From its peak, Nifty Smallcap 100 has crashed over 25 percent, shedding Rs 5.25 lakh crore in market capitalisation from its high. Meanwhile, Nifty Midcap 100 tumbled over 21 percent from its peak, eroding Rs 13.35 lakh crore in its market capitalisation.
Since its peak in mid-September, Nifty 50 index has fallen over 14 percent, nosediving for the next five consecutive months to mark its longest losing streak in nearly 30 years. This has caused over Rs 31.94 lakh crore in wealth to disappear, while the broader markets eroded Rs 18.60 lakh crore.
Nifty 50 is already losing at the start of the day, making it potentially an eighth consecutive session of decline. As of 1o:00 am, Nifty 50 is at a decline of 0.34 percent to quote at 22,037.
The sustained correction, however, is bringing potential ease in Nifty-50 Index’s valuation to below the 10-year mean level of 20x one-year forward P/E & inch towards -1SD.
Veteran CIO of ICICI Prudential, S Naren’s comments were one among the many that warned investors to reassess small and mid-cap overvaluations against the euphoria in the broader market.
If we trace these warning signs across the timeline, it takes us about a year back when SEBI Chairperson, Madhabi Buch had urged mutual fund houses to ensure checks and balances against the persistence of this “bubble”.
Major investors like Prashant Jain and Kotak Institutional Securities’ Sanjeev Prasad, among other seasoned veterans had begun to raise concerns since late 2023 and have only become more pronounced as retail-driven demand continues to fuel rising stock prices in these volatile segments.
Speaking about overvaluations leaving no room for multiples to re-rate further, Prashant Jain, Chief Investment Officer at 3P Investment Managers, had mentioned that the underperformance “wasn’t surprising” for him.
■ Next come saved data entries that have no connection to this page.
//! The external connector-drawing capability.
//!
//! The engine never draws lines. It tells a [`Connector`] what to join, at
//! which anchors, and when to repaint; the host implements the trait over
//! whatever library renders the paths.

#[cfg(test)]
#[path = "connector_test.rs"]
mod connector_test;

use tracing::{debug, warn};

use crate::config::EditorConfig;
use crate::doc::Anchor;

/// Opaque handle the connector returns for a drawn connection.
#[derive(Debug, Clone, Copy, PartialEq, Eq, Hash)]
pub struct ConnectionHandle(pub u64);

/// Visual parameters handed to the connector with every line.
#[derive(Debug, Clone, PartialEq)]
pub struct StyleConfig {
    /// Line-style key (`solid`, `dashed`, ...).
    pub key: String,
    pub color: String,
    pub thickness: f64,
}

impl StyleConfig {
    /// Style for a connection with `key`, using configured color and
    /// thickness. An empty key means the configured default.
    #[must_use]
    pub fn for_key(key: &str, config: &EditorConfig) -> Self {
        let key = if key.is_empty() { config.line_style.clone() } else { key.to_owned() };
        Self { key, color: config.line_color.clone(), thickness: config.line_thickness }
    }
}

pub trait Connector {
    /// Draw a line between two entities. `None` when the connector could
    /// not attach (for example an element is not mounted).
    fn connect(
        &mut self,
        source: &str,
        target: &str,
        anchors: [Anchor; 2],
        style: &StyleConfig,
    ) -> Option<ConnectionHandle>;

    /// Detach a drawn line. Returns `true` once the handle is gone.
    fn remove(&mut self, handle: ConnectionHandle) -> bool;

    /// Recompute every drawn path from current element positions.
    fn repaint_all(&mut self);

    /// Tell the connector the canvas scale changed.
    fn set_zoom(&mut self, scale: f64);
}

/// Detach `handle`, retrying up to `max_attempts` times.
///
/// Returns `true` once the connector reports the handle gone. After the
/// last failed attempt the failure is logged and `false` returned; the
/// caller forgets the handle either way.
pub fn ensure_detached(connector: &mut dyn Connector, handle: ConnectionHandle, max_attempts: usize) -> bool {
    for attempt in 1..=max_attempts {
        if connector.remove(handle) {
            if attempt > 1 {
                debug!(handle = handle.0, attempt, "connector detached after retry");
            }
            return true;
        }
    }
    warn!(handle = handle.0, attempts = max_attempts, "connector handle still attached after retries");
    false
}

/// Connector that draws nothing. Used by the CLI and headless sessions.
#[derive(Debug, Default)]
pub struct NullConnector {
    next: u64,
}

impl Connector for NullConnector {
    fn connect(&mut self, _: &str, _: &str, _: [Anchor; 2], _: &StyleConfig) -> Option<ConnectionHandle> {
        self.next += 1;
        Some(ConnectionHandle(self.next))
    }

    fn remove(&mut self, _: ConnectionHandle) -> bool {
        true
    }

    fn repaint_all(&mut self) {}

    fn set_zoom(&mut self, _: f64) {}
}
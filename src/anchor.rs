//! Connection anchor resolution.
//!
//! Two strategies: [`directional_anchors`] picks facing edges from the
//! relative position of two entities, and [`precise_anchor_from_pointer`]
//! picks the edge nearest to where the user clicked. Both return `None` when
//! an entity has no bounds; callers then fall back to
//! [`Anchor::CONTINUOUS`].

#[cfg(test)]
#[path = "anchor_test.rs"]
mod anchor_test;

use crate::bounds::{BoundsProvider, Rect};
use crate::camera::Point;
use crate::doc::{Anchor, Entity, MapDocument, Orientation, Rail};

/// Facing anchors for a connection from `source` to `target`.
///
/// Cards get the edge pair along the dominant axis of the center-to-center
/// delta (`Right`→`Left` when the target is further right, vertical pair on
/// ties). A rail end instead gets a precise anchor at the projection of the
/// other entity's center onto the rail, and the card facing it is left
/// `Continuous`.
#[must_use]
pub fn directional_anchors(
    doc: &MapDocument,
    bounds: &impl BoundsProvider,
    source: &str,
    target: &str,
) -> Option<[Anchor; 2]> {
    let source_entity = doc.entity(source)?;
    let target_entity = doc.entity(target)?;
    let source_rect = bounds.bounds(source)?;
    let target_rect = bounds.bounds(target)?;

    let from = source_rect.center();
    let to = target_rect.center();
    let dx = to.x - from.x;
    let dy = to.y - from.y;

    let edges = if dx.abs() > dy.abs() {
        if dx > 0.0 { [Anchor::RIGHT, Anchor::LEFT] } else { [Anchor::LEFT, Anchor::RIGHT] }
    } else if dy > 0.0 {
        [Anchor::BOTTOM, Anchor::TOP]
    } else {
        [Anchor::TOP, Anchor::BOTTOM]
    };

    let source_rail = source_entity.as_rail();
    let target_rail = target_entity.as_rail();
    if source_rail.is_none() && target_rail.is_none() {
        return Some(edges);
    }
    let source_anchor = match source_rail {
        Some(rail) => rail_projection(rail, source_rect, to),
        None => Anchor::CONTINUOUS,
    };
    let target_anchor = match target_rail {
        Some(rail) => rail_projection(rail, target_rect, from),
        None => Anchor::CONTINUOUS,
    };
    Some([source_anchor, target_anchor])
}

/// Precise anchor on `rail` at the projection of `toward` onto its long
/// axis, on the face that looks at `toward`. A zero-length rail has no
/// axis to project onto and gets [`Anchor::CONTINUOUS`].
fn rail_projection(rail: &Rail, rect: Rect, toward: Point) -> Anchor {
    let Some(rel) = rect.normalize(toward) else {
        return Anchor::CONTINUOUS;
    };
    let center = rect.center();
    match rail.orientation {
        Orientation::Horizontal => {
            if toward.y < center.y { Anchor::precise(rel.x, 0.0, 0.0, -1.0) } else { Anchor::precise(rel.x, 1.0, 0.0, 1.0) }
        }
        Orientation::Vertical => {
            if toward.x < center.x { Anchor::precise(0.0, rel.y, -1.0, 0.0) } else { Anchor::precise(1.0, rel.y, 1.0, 0.0) }
        }
    }
}

/// Anchor on `entity` nearest to a pointer at `pointer` (world space).
///
/// Rails get a precise anchor on the nearest long edge at the pointer's
/// position along the rail. Cards get the named edge with the smallest
/// distance, ties resolved in the order Top, Bottom, Left, Right.
#[must_use]
pub fn precise_anchor_from_pointer(pointer: Point, entity: Entity<'_>, bounds: &impl BoundsProvider) -> Option<Anchor> {
    let rect = bounds.bounds(entity.id())?;
    let rel = rect.normalize(pointer)?;
    match entity {
        Entity::Rail(rail) => Some(match rail.orientation {
            Orientation::Horizontal => {
                if rel.y < 0.5 { Anchor::precise(rel.x, 0.0, 0.0, -1.0) } else { Anchor::precise(rel.x, 1.0, 0.0, 1.0) }
            }
            Orientation::Vertical => {
                if rel.x < 0.5 { Anchor::precise(0.0, rel.y, -1.0, 0.0) } else { Anchor::precise(1.0, rel.y, 1.0, 0.0) }
            }
        }),
        Entity::Card(_) => {
            let px = rect.x + rel.x * rect.width;
            let py = rect.y + rel.y * rect.height;
            let candidates = [
                (py - rect.y, Anchor::TOP),
                (rect.bottom() - py, Anchor::BOTTOM),
                (px - rect.x, Anchor::LEFT),
                (rect.right() - px, Anchor::RIGHT),
            ];
            let mut best = candidates[0];
            for candidate in &candidates[1..] {
                if candidate.0 < best.0 {
                    best = *candidate;
                }
            }
            Some(best.1)
        }
    }
}

/// Anchors for a user-drawn connection.
///
/// Ends with a pointer position use [`precise_anchor_from_pointer`]; the
/// rest come from [`directional_anchors`]. Anything unresolvable becomes
/// [`Anchor::CONTINUOUS`].
#[must_use]
pub fn resolve_anchors(
    doc: &MapDocument,
    bounds: &impl BoundsProvider,
    source: &str,
    target: &str,
    pointers: [Option<Point>; 2],
) -> [Anchor; 2] {
    let from_pointer = |id: &str, pointer: Option<Point>| {
        let entity = doc.entity(id)?;
        precise_anchor_from_pointer(pointer?, entity, bounds)
    };
    let picked = [from_pointer(source, pointers[0]), from_pointer(target, pointers[1])];
    let fallback = directional_anchors(doc, bounds, source, target).unwrap_or([Anchor::CONTINUOUS; 2]);
    [picked[0].unwrap_or(fallback[0]), picked[1].unwrap_or(fallback[1])]
}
Sanjeev Prasad, Managing Director at Kotak Institutional Equities, had earlier criticized the influx of investments in the broader market, pointing out the “mid-cap madness”.
When one finds themselves in the middle of a cycle (bull-run), the small and mid-caps might seem to outperform roughly in the 6-8 percent range per annum for last two-three years, suggested Sameer Arora, Founder and Fund Manager of Helios Capital in a previous interview.
In the end, when the price corrections take place, it is faster than what the investors would expect. Arora explained even though last three years reveal lowest returns in history of Nifty, except NSE 500 index still performing better, over longer period of time (about seven years) shows returns within the typical range - about 13 to 14 percent for Nifty, and 15 to 16 percent for the Nifty 500.